Il est remarquable, comme nous l’avons vu, que pour les habitants notamment, leur présence fasse écho à leur environnement de manière tout à fait significative. Ils participent en effet de ce point de vue de manière différenciée, à la structuration des représentations d’un quartier. Indépendamment du projet donc, les lieux dans leur ville ont une certaine autonomie interactive avec les habitants, sur la base de leur matérialité, de leur architecture.

L’affirmation de la dimension symbolique des bâtiments, élément de rapport aux populations, passerait d’abord par cette matérialité architecturale. La tour Eiffel que Geneviève Dubois Tainé [9] cite en exemple dans un ouvrage sur « la ville émergence », est pourvue de cette matérialité et c’est par cette dimension physique que son symbolisme s’initie et s’affirme. Dans le prolongement des analyses esthétiques initiées par Panofsky [10], nous nous rappellerons que la forme architecturale signifie ici avec force, des intentions entre puissance, affirmation d’un « modernisme et d’une maîtrise technique », grandeur, peut-être aussi, une certaine sacralisation de l’art bien que les architectes et les commanditaires mettent en avant des idées inverses, pour commenter leur travail. Reste que le bâtiment, ses façades, son entrée, l’espace d’accueil, possède un caractère monumental indéniable.

L’affirmation symbolique de la matérialité architecturale serait doublée par une mise en scène de l’espace et du bâtiment (ou forme architecturale) dans son espace environnant. Une scénographie architecturale donc, qui ancre, affirme ou renforce la dimension symbolique du bâtiment en lien avec un territoire.

3) L’accès aux représentations du citadin et la capacité de production d’occurrences évènementielles

La rencontre avec les nons-publics des lieux, c’est-à-dire des personnes qui ne fréquentent pas physiquement les trois projets / lieux pris en compte ici, nous a amenés à mettre en évidence une autre dimension de la territorialisation des projets culturels.

Cette dimension passe par la présence des projets culturels dans les représentations des citadins.
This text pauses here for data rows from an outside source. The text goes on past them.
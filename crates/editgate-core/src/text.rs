//! Line-oriented view of a text file
//!
//! Line mutations never touch raw bytes directly: the file is parsed into a
//! [`TextDocument`], edited as a list of lines, and rendered back. Every line
//! keeps its own terminator, so lines outside an edited range come back
//! byte-for-byte even in files that mix `\n` and `\r\n`.

use std::ops::RangeInclusive;

/// Line terminator
#[derive(Debug, Clone, Copy, PartialEq, Eq, Default)]
pub enum LineEnding {
    #[default]
    Lf,
    CrLf,
}

impl LineEnding {
    /// Most common terminator in `content`; LF on a tie or when there is none
    #[must_use]
    pub fn detect(content: &str) -> Self {
        let crlf = content.matches("\r\n").count();
        let lf = content.matches('\n').count() - crlf;
        if crlf > lf {
            Self::CrLf
        } else {
            Self::Lf
        }
    }

    #[inline]
    #[must_use]
    pub const fn as_str(&self) -> &'static str {
        match self {
            Self::Lf => "\n",
            Self::CrLf => "\r\n",
        }
    }
}

#[derive(Debug, Clone, PartialEq, Eq)]
struct Line {
    body: String,
    eol: Option<LineEnding>,
}

impl Line {
    fn parse(piece: &str) -> Self {
        let (body, eol) = if let Some(body) = piece.strip_suffix("\r\n") {
            (body, Some(LineEnding::CrLf))
        } else if let Some(body) = piece.strip_suffix('\n') {
            (body, Some(LineEnding::Lf))
        } else {
            (piece, None)
        };
        Self {
            body: body.to_owned(),
            eol,
        }
    }
}

/// Parsed text file
#[derive(Debug, Clone, PartialEq, Eq)]
pub struct TextDocument {
    lines: Vec<Line>,
    ending: LineEnding,
    trailing_newline: bool,
}

impl TextDocument {
    /// Split content into lines
    ///
    /// Empty content counts as zero lines ending in a newline, so the first
    /// insertion into an empty file produces a terminated line.
    #[must_use]
    pub fn parse(content: &str) -> Self {
        Self {
            lines: content.split_inclusive('\n').map(Line::parse).collect(),
            ending: LineEnding::detect(content),
            trailing_newline: content.is_empty() || content.ends_with('\n'),
        }
    }

    /// Number of lines
    #[inline]
    #[must_use]
    pub fn line_count(&self) -> usize {
        self.lines.len()
    }

    /// Line by 1-based number, without its terminator
    #[must_use]
    pub fn line(&self, number: usize) -> Option<&str> {
        number
            .checked_sub(1)
            .and_then(|idx| self.lines.get(idx))
            .map(|line| line.body.as_str())
    }

    /// Dominant terminator of the file
    #[inline]
    #[must_use]
    pub fn line_ending(&self) -> LineEnding {
        self.ending
    }

    #[inline]
    #[must_use]
    pub fn has_trailing_newline(&self) -> bool {
        self.trailing_newline
    }

    /// Replace the 1-based inclusive `range` with `replacement`
    ///
    /// New lines take the terminator of the first replaced line. The caller
    /// validates the range.
    pub fn splice(&mut self, range: RangeInclusive<usize>, replacement: Vec<String>) {
        let start = range.start().saturating_sub(1);
        let end = (*range.end()).min(self.lines.len());
        let eol = self.ending_near(start);
        self.lines
            .splice(start..end, replacement.into_iter().map(|body| Line { body, eol: Some(eol) }));
        self.seal(eol);
    }

    /// Insert `block` after 1-based line `after` (0 = before the first line)
    ///
    /// New lines take the terminator of the line they follow.
    pub fn insert_after(&mut self, after: usize, block: Vec<String>) {
        let at = after.min(self.lines.len());
        let eol = self.ending_near(at.saturating_sub(1));
        self.lines
            .splice(at..at, block.into_iter().map(|body| Line { body, eol: Some(eol) }));
        self.seal(eol);
    }

    /// Remove the 1-based inclusive `range`
    pub fn remove(&mut self, range: RangeInclusive<usize>) {
        self.splice(range, Vec::new());
    }

    /// Render back to text
    #[must_use]
    pub fn render(&self) -> String {
        let mut out = String::new();
        for line in &self.lines {
            out.push_str(&line.body);
            if let Some(eol) = line.eol {
                out.push_str(eol.as_str());
            }
        }
        out
    }

    /// Terminator of line `idx`, else of the line before it, else the dominant one
    fn ending_near(&self, idx: usize) -> LineEnding {
        self.lines
            .get(idx)
            .and_then(|line| line.eol)
            .or_else(|| {
                idx.checked_sub(1)
                    .and_then(|prev| self.lines.get(prev))
                    .and_then(|line| line.eol)
            })
            .unwrap_or(self.ending)
    }

    /// Every line but the last is terminated; the last follows the file's
    /// original trailing-newline state
    fn seal(&mut self, fill: LineEnding) {
        let trailing_newline = self.trailing_newline;
        let Some((last, rest)) = self.lines.split_last_mut() else {
            return;
        };
        for line in rest.iter_mut().filter(|line| line.eol.is_none()) {
            line.eol = Some(fill);
        }
        if !trailing_newline {
            last.eol = None;
        } else if last.eol.is_none() {
            last.eol = Some(fill);
        }
    }
}

/// Split caller-supplied text into lines; empty text is zero lines
#[must_use]
pub fn split_block(text: &str) -> Vec<String> {
    text.lines().map(str::to_owned).collect()
}

/// Leading spaces and tabs of `line`
#[must_use]
pub fn leading_whitespace(line: &str) -> &str {
    let trimmed = line.trim_start_matches([' ', '\t']);
    &line[..line.len() - trimmed.len()]
}

/// Re-indent `block` so its shallowest non-blank line starts at `indent`
///
/// Blank lines are emitted empty.
#[must_use]
pub fn reindent(block: &[String], indent: &str) -> Vec<String> {
    let common = common_indent(block);
    block
        .iter()
        .map(|line| {
            if line.trim().is_empty() {
                String::new()
            } else {
                let body = line.strip_prefix(common.as_str()).unwrap_or(line.as_str());
                format!("{indent}{body}")
            }
        })
        .collect()
}

fn common_indent(block: &[String]) -> String {
    let mut common: Option<&str> = None;
    for line in block.iter().filter(|l| !l.trim().is_empty()) {
        let ws = leading_whitespace(line);
        common = Some(match common {
            None => ws,
            Some(prev) => {
                let shared = prev
                    .char_indices()
                    .zip(ws.chars())
                    .take_while(|((_, a), b)| a == b)
                    .last()
                    .map_or(0, |((i, c), _)| i + c.len_utf8());
                &prev[..shared]
            }
        });
    }
    common.unwrap_or_default().to_owned()
}

#[cfg(test)]
mod tests {
    use super::*;
    use pretty_assertions::assert_eq;

    fn owned(lines: &[&str]) -> Vec<String> {
        lines.iter().map(|s| (*s).to_owned()).collect()
    }

    #[test]
    fn parse_and_render_roundtrip_preserves_shape() {
        for content in ["", "a", "a\n", "a\nb", "a\nb\n", "a\r\nb\r\n", "\n\n"] {
            assert_eq!(TextDocument::parse(content).render(), content, "{content:?}");
        }
    }

    #[test]
    fn mixed_endings_roundtrip() {
        let content = "a\nb\r\nc\n\r\nd";
        assert_eq!(TextDocument::parse(content).render(), content);
    }

    #[test]
    fn crlf_is_detected() {
        let doc = TextDocument::parse("x\r\ny\r\n");
        assert_eq!(doc.line_ending(), LineEnding::CrLf);
        assert_eq!(doc.line_count(), 2);
        assert_eq!(doc.line(2), Some("y"));
        assert_eq!(doc.line(0), None);
        assert_eq!(doc.line(3), None);
    }

    #[test]
    fn splice_replaces_range() {
        let mut doc = TextDocument::parse("1\n2\n3\n4\n");
        doc.splice(2..=3, owned(&["X", "Y", "Z"]));
        assert_eq!(doc.render(), "1\nX\nY\nZ\n4\n");
    }

    #[test]
    fn insert_at_start_and_end() {
        let mut doc = TextDocument::parse("a\nb\n");
        doc.insert_after(0, owned(&["top"]));
        doc.insert_after(3, owned(&["bottom"]));
        assert_eq!(doc.render(), "top\na\nb\nbottom\n");
    }

    #[test]
    fn insert_into_empty_file_terminates_line() {
        let mut doc = TextDocument::parse("");
        doc.insert_after(0, owned(&["first"]));
        assert_eq!(doc.render(), "first\n");
    }

    #[test]
    fn missing_trailing_newline_is_kept() {
        let mut doc = TextDocument::parse("a\nb");
        doc.remove(1..=1);
        assert_eq!(doc.render(), "b");
    }

    #[test]
    fn crlf_survives_edits() {
        let mut doc = TextDocument::parse("a\r\nb\r\n");
        doc.insert_after(1, owned(&["new"]));
        assert_eq!(doc.render(), "a\r\nnew\r\nb\r\n");
    }

    #[test]
    fn mixed_endings_outside_range_are_untouched() {
        let mut doc = TextDocument::parse("a\nb\nc\r\nd\n");
        assert_eq!(doc.line_ending(), LineEnding::Lf);
        doc.splice(4..=4, owned(&["D"]));
        assert_eq!(doc.render(), "a\nb\nc\r\nD\n");

        let mut doc = TextDocument::parse("a\nb\r\nc\n");
        doc.remove(1..=1);
        assert_eq!(doc.render(), "b\r\nc\n");
    }

    #[test]
    fn inserted_lines_follow_the_preceding_terminator() {
        let mut doc = TextDocument::parse("a\nb\r\nc\n");
        doc.insert_after(2, owned(&["x", "y"]));
        assert_eq!(doc.render(), "a\nb\r\nx\r\ny\r\nc\n");

        let mut doc = TextDocument::parse("a\r\nb\n");
        doc.insert_after(0, owned(&["top"]));
        assert_eq!(doc.render(), "top\r\na\r\nb\n");
    }

    #[test]
    fn appending_after_unterminated_last_line() {
        let mut doc = TextDocument::parse("a\r\nb");
        doc.insert_after(2, owned(&["c"]));
        assert_eq!(doc.render(), "a\r\nb\r\nc");
    }

    #[test]
    fn deleting_everything_yields_empty() {
        let mut doc = TextDocument::parse("a\nb\n");
        doc.remove(1..=2);
        assert_eq!(doc.render(), "");
    }

    #[test]
    fn split_block_treats_empty_as_no_lines() {
        assert!(split_block("").is_empty());
        assert_eq!(split_block("a\nb\n"), owned(&["a", "b"]));
        assert_eq!(split_block("a\r\n\r\nb"), owned(&["a", "", "b"]));
    }

    #[test]
    fn reindent_strips_common_prefix() {
        let block = owned(&["    if x {", "        y();", "", "    }"]);
        let out = reindent(&block, "\t");
        assert_eq!(out, owned(&["\tif x {", "\t    y();", "", "\t}"]));
    }

    #[test]
    fn reindent_unindented_block() {
        let out = reindent(&owned(&["a", "  b"]), "  ");
        assert_eq!(out, owned(&["  a", "    b"]));
    }

    #[test]
    fn leading_whitespace_mixes_tabs_and_spaces() {
        assert_eq!(leading_whitespace("\t  x"), "\t  ");
        assert_eq!(leading_whitespace("x  "), "");
        assert_eq!(leading_whitespace("   "), "   ");
    }
}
Ces représentations apparaissent d’autant plus importantes que le projet est localisé dans un lieu, qu’il est visible comme dans nos trois exemples.

Mais l’importance de cette visibilité serait un critère majeur de la capacité d’attraction des projets, ou de leur force de captations de l’attention du citadin, à même se situer le projet/lieu dans les représentations.

La question du processus, qui conduit à inscrire ces projets dans les représentations citadines, est complexe. Pour ce que nous analysons ici, deux points paraissent significatifs.

L’importance du relais médiatique qui fait parvenir des informations sur l’activité des projets aux personnes qui ne les fréquentent pas. De plus, en lien avec cette question médiatique, la capacité des projets à capter l’attention des non-publics.

D’autre part, le dispositif urbain que représentent les projets/lieux culturels et que nous allons réexaminer dans ce chapitre.

Ces deux niveaux nous semblent donc relever d’une autre dimension, la capacité des projets à faire événement dans la ville.

Cette caractéristique immatérielle de l’urbanité, de l’ordre du sentiment ou de la représentation, est rarement prise en compte par les approches anthropologiques [11].

On pourra rapprocher cette approche des questions d’image de la ville, soulevées en leur temps par K. Lynch et R. Ledrut à sa suite. De cette analyse, nous reprendrons l’idée que les images de la ville s’ancrent dans des lieux physiques, pour Lynch : les voies, les limites, les quartiers, les nœuds. Nous citerons aussi les travaux de Kaj Nochis et son étude de la signification affective du quartier (1984), son analyse à Venise de hauts lieux pour leur capacité d’offrir à nombre d’habitants la possibilité « d’émotions particulièrement intenses », parmi eux « les magasins, les marchés, les aires de jeux, les places et leurs arcades, les bistros, les images sur les murs, et enfin les cinémas ». Portant notre attention sur les cinémas comme lieux culturels, nous étendrons notre interrogation au rôle similaire de lieux culturels plus larges, dans notre travail, des lieux de diffusion de spectacles vivants et d’art contemporain.

Mais l’on interrogera cette capacité à faire référence de certains lieux, en l’étendant aux pratiques dont ils sont porteurs. Notamment, par rapport à la notion d’événement, leur capacité à accéder aux espaces médiatiques, à se mettre en publicité.

La capacité des pratiques portées par le projet (avec le lieu), à « suspendre le temps », pour faire événement et donc occurrence, temps à part d’un temps quotidien et donc repère et urbanité.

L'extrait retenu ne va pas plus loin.